Hay gente que nace con cara de Filósofo, estoy seguro que cuando nació Ludwig Wittgenstein en 1889, el médico que asistió al partó debió decir algo así como «Jozú, ¡le ha salío un filósofo, señora!».
El bueno de Ludwig se dedicó a estudiar el funcionamiento de la lógica y el lenguaje. Uno de los puntos que defendió fue que no es necesaria una definición exacta de las palabras para entenderlas y utilizarlas. El experimento mental que proponía era la de tratar de definir la palabra «juego». Si lo intentamos no será posible definirla con precisión, ya que podemos hacer referencia a su carácter lúdico, por ejemplo, pero no siempre un juego es divertido (por ejemplo, un jugador de ajedrez rompiéndose la cabeza en un torneo); o podemos hacer referencia a las habilidades que son necesarias para jugarlo, pero muchas veces depende del azar; o podemos intentar definirlo de otras formas pero siempre nos quedarán aristas que la definición no cubre o deja escapar.
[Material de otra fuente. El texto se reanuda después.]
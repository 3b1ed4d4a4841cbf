//! End-to-end runs through the engine on small, hand-checked universes.

use chrono::{NaiveDate, NaiveDateTime};
use r360_core::{
    engine::KeyEngine,
    source::{MemorySource, PartyKind},
    store::KeyStore,
    types::{KeyAssignment, Mode},
    R360Config, SqliteKeyStore,
};

fn at(day: u32) -> NaiveDateTime {
    NaiveDate::from_ymd_opt(2024, 1, day)
        .expect("date")
        .and_hms_opt(0, 0, 0)
        .expect("time")
}

fn engine(config: R360Config) -> KeyEngine<SqliteKeyStore> {
    let store = SqliteKeyStore::in_memory().expect("in-memory store");
    store.migrate().expect("migration");
    KeyEngine::new(config, store)
}

fn key_of(rows: &[KeyAssignment], account: &str) -> String {
    rows.iter()
        .find(|r| r.account_id == account)
        .map(|r| r.key_id.clone())
        .unwrap_or_else(|| panic!("account {account} has no key"))
}

/// Accounts 100 and 101 report under people sharing address 1;
/// account 200 reports under someone at address 9.
fn scenario_a() -> MemorySource {
    let mut src = MemorySource::new();
    src.account(100, 1)
        .account(101, 2)
        .account(200, 3)
        .primary_address(PartyKind::Person, 1, 1, None)
        .primary_address(PartyKind::Person, 2, 1, None)
        .primary_address(PartyKind::Person, 3, 9, None)
        .address(1, "1 Main St", "02903")
        .address(9, "9 Elm St", "02904");
    src
}

#[test]
fn shared_address_shares_a_key_and_a_newcomer_inherits_it() {
    let mut engine = engine(R360Config::with_modes(&[Mode::Portfolio]));

    engine.run(&scenario_a(), at(1)).expect("first run");
    let first = engine.store().current(Mode::Portfolio).expect("current");
    let k1 = key_of(&first, "100");
    let k2 = key_of(&first, "200");
    assert_eq!(key_of(&first, "101"), k1);
    assert_ne!(k1, k2);

    let mut src = scenario_a();
    src.account(102, 4).primary_address(PartyKind::Person, 4, 1, None);
    let report = engine.run(&src, at(2)).expect("second run");

    let second = engine.store().current(Mode::Portfolio).expect("current");
    for account in ["100", "101", "102"] {
        assert_eq!(key_of(&second, account), k1, "account {account}");
    }
    assert_eq!(key_of(&second, "200"), k2);
    assert_eq!(report.modes[0].keys.minted, 0);
    assert_eq!(report.modes[0].keys.retained, 2);
}

#[test]
fn excluded_address_does_not_link_accounts() {
    let mut config = R360Config::with_modes(&[Mode::Portfolio]);
    config
        .modes
        .get_mut(&Mode::Portfolio)
        .expect("portfolio config")
        .excluded_addresses
        .insert("2".into());

    let mut src = MemorySource::new();
    for (acct, person) in [(300, 30), (301, 31), (302, 32)] {
        src.account(acct, person)
            .primary_address(PartyKind::Person, person, 2, None);
    }
    src.address(2, "PO Box 1", "00000");

    let mut engine = engine(config);
    let report = engine.run(&src, at(1)).expect("run");

    let rows = engine.store().current(Mode::Portfolio).expect("current");
    assert_eq!(rows.len(), 3);
    assert_eq!(report.modes[0].unique_keys, 3);
    assert_eq!(report.modes[0].graph.excluded_address_refs, 3);
}

#[test]
fn cold_start_mints_one_key_per_component_and_records_history() {
    let mut engine = engine(R360Config::with_modes(&[Mode::Portfolio]));
    let report = engine.run(&scenario_a(), at(5)).expect("run");

    let mode = &report.modes[0];
    assert_eq!(mode.keys.components, 2);
    assert_eq!(mode.keys.minted, 2);
    assert_eq!(mode.unique_keys, 2);

    let (stamp, history) = engine
        .store()
        .historical_as_of(Mode::Portfolio, at(5))
        .expect("historical")
        .expect("snapshot present");
    assert_eq!(stamp, at(5));
    assert_eq!(history.len(), 3);
    assert_eq!(history, engine.store().current(Mode::Portfolio).expect("current"));
}

#[test]
fn modes_keep_independent_key_sequences() {
    let mut src = scenario_a();
    src.role(100, PartyKind::Organization, 77, "OWN")
        .role(200, PartyKind::Organization, 77, "GUAR");

    let mut engine = engine(R360Config::with_modes(&Mode::ALL));
    let report = engine.run(&src, at(1)).expect("run");
    assert_eq!(report.modes.len(), 3);

    let portfolio = engine.store().current(Mode::Portfolio).expect("portfolio");
    let address = engine.store().current(Mode::Address).expect("address");
    let ownership = engine.store().current(Mode::Ownership).expect("ownership");

    // Portfolio joins everyone: 100~101 by address, 100~200 by owner O77.
    assert_eq!(key_of(&portfolio, "101"), key_of(&portfolio, "200"));
    // Address keeps 200 apart.
    assert_ne!(key_of(&address, "101"), key_of(&address, "200"));
    // Ownership: 101 has no owner and stands alone.
    assert_eq!(key_of(&ownership, "100"), key_of(&ownership, "200"));
    assert_ne!(key_of(&ownership, "100"), key_of(&ownership, "101"));
    // Each mode starts its own sequence at 1.
    assert_eq!(key_of(&portfolio, "100"), "1");
    assert_eq!(key_of(&address, "100"), "1");
    assert_eq!(key_of(&ownership, "100"), "1");
}
//! Key persistence port.
//!
//! RULE: the engine only reaches persisted keys through `KeyStore`.
//! Nothing else reads or writes the current/historical tables.
//!
//! A commit covers every enabled mode of a run and is all-or-nothing: either
//! every current table is replaced and every historical snapshot appended,
//! or nothing changes and the previous run stays authoritative.

mod memory;
mod sqlite;

pub use memory::MemoryKeyStore;
pub use sqlite::SqliteKeyStore;

use crate::{
    error::R360Result,
    event::AuditEntry,
    reconcile::{KeyPlan, PriorSnapshot},
    types::{KeyAssignment, Mode, RunId},
};
use chrono::NaiveDateTime;
use serde::{Deserialize, Serialize};

/// Everything a successful run writes.
#[derive(Debug, Clone)]
pub struct RunCommit {
    pub run_id: RunId,
    pub as_of:  NaiveDateTime,
    pub plans:  Vec<KeyPlan>,
}

/// One row of `run_log`.
#[derive(Debug, Clone, PartialEq, Eq, Serialize, Deserialize)]
pub struct RunLogRow {
    pub run_id:     RunId,
    pub mode:       Mode,
    pub as_of:      String,
    pub accounts:   usize,
    pub components: usize,
    pub minted:     usize,
    pub retained:   usize,
    pub merged:     usize,
    pub split:      usize,
    pub retired:    usize,
}

impl RunLogRow {
    pub fn from_plan(commit: &RunCommit, plan: &KeyPlan) -> Self {
        Self {
            run_id:     commit.run_id.clone(),
            mode:       plan.mode,
            as_of:      commit.as_of.format(crate::types::AS_OF_FORMAT).to_string(),
            accounts:   plan.stats.accounts,
            components: plan.stats.components,
            minted:     plan.stats.minted,
            retained:   plan.stats.retained,
            merged:     plan.stats.merged,
            split:      plan.stats.split,
            retired:    plan.stats.retired,
        }
    }
}

pub trait KeyStore {
    /// The previous run's current table, or `None` on cold start.
    fn load_prior(&self, mode: Mode) -> R360Result<Option<PriorSnapshot>>;

    /// Largest key ever minted for `mode`, 0 if none.
    fn key_high_water(&self, mode: Mode) -> R360Result<u64>;

    /// Atomically replace current tables and append history for every plan.
    fn commit_run(&mut self, commit: &RunCommit) -> R360Result<()>;

    /// Current table in natural account order.
    fn current(&self, mode: Mode) -> R360Result<Vec<KeyAssignment>>;

    /// Latest historical snapshot stamped at or before `as_of`.
    fn historical_as_of(
        &self,
        mode: Mode,
        as_of: NaiveDateTime,
    ) -> R360Result<Option<(NaiveDateTime, Vec<KeyAssignment>)>>;

    /// Audit log for `mode`, oldest first.
    fn audit_entries(&self, mode: Mode) -> R360Result<Vec<AuditEntry>>;

    /// Run log for `mode`, oldest first.
    fn runs(&self, mode: Mode) -> R360Result<Vec<RunLogRow>>;
}

impl<K: KeyStore + ?Sized> KeyStore for Box<K> {
    fn load_prior(&self, mode: Mode) -> R360Result<Option<PriorSnapshot>> {
        (**self).load_prior(mode)
    }

    fn key_high_water(&self, mode: Mode) -> R360Result<u64> {
        (**self).key_high_water(mode)
    }

    fn commit_run(&mut self, commit: &RunCommit) -> R360Result<()> {
        (**self).commit_run(commit)
    }

    fn current(&self, mode: Mode) -> R360Result<Vec<KeyAssignment>> {
        (**self).current(mode)
    }

    fn historical_as_of(
        &self,
        mode: Mode,
        as_of: NaiveDateTime,
    ) -> R360Result<Option<(NaiveDateTime, Vec<KeyAssignment>)>> {
        (**self).historical_as_of(mode, as_of)
    }

    fn audit_entries(&self, mode: Mode) -> R360Result<Vec<AuditEntry>> {
        (**self).audit_entries(mode)
    }

    fn runs(&self, mode: Mode) -> R360Result<Vec<RunLogRow>> {
        (**self).runs(mode)
    }
}

/// Audit rows a plan produces, in event order.
pub(crate) fn audit_rows(commit: &RunCommit, plan: &KeyPlan) -> R360Result<Vec<AuditEntry>> {
    let as_of = commit.as_of.format(crate::types::AS_OF_FORMAT).to_string();
    plan.events
        .iter()
        .map(|event| {
            Ok(AuditEntry {
                id:         None,
                run_id:     commit.run_id.clone(),
                mode:       plan.mode,
                as_of:      as_of.clone(),
                event_type: event.event_type().to_string(),
                key_id:     event.key_id().clone(),
                payload:    serde_json::to_string(event)?,
            })
        })
        .collect()
}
Pero da igual, a pesar de nuestra inhabilidad para definir la palabra, todos sabemos lo que es «juego», un entendimiento quizás subjetivo y algo diferente según la persona con la que hablemos pero suficiente como para llegar a un consenso.
Y ahí vivimos todos, en medio de este mundo repleto de vaguedades y subjetividades. Pero no pasa nada.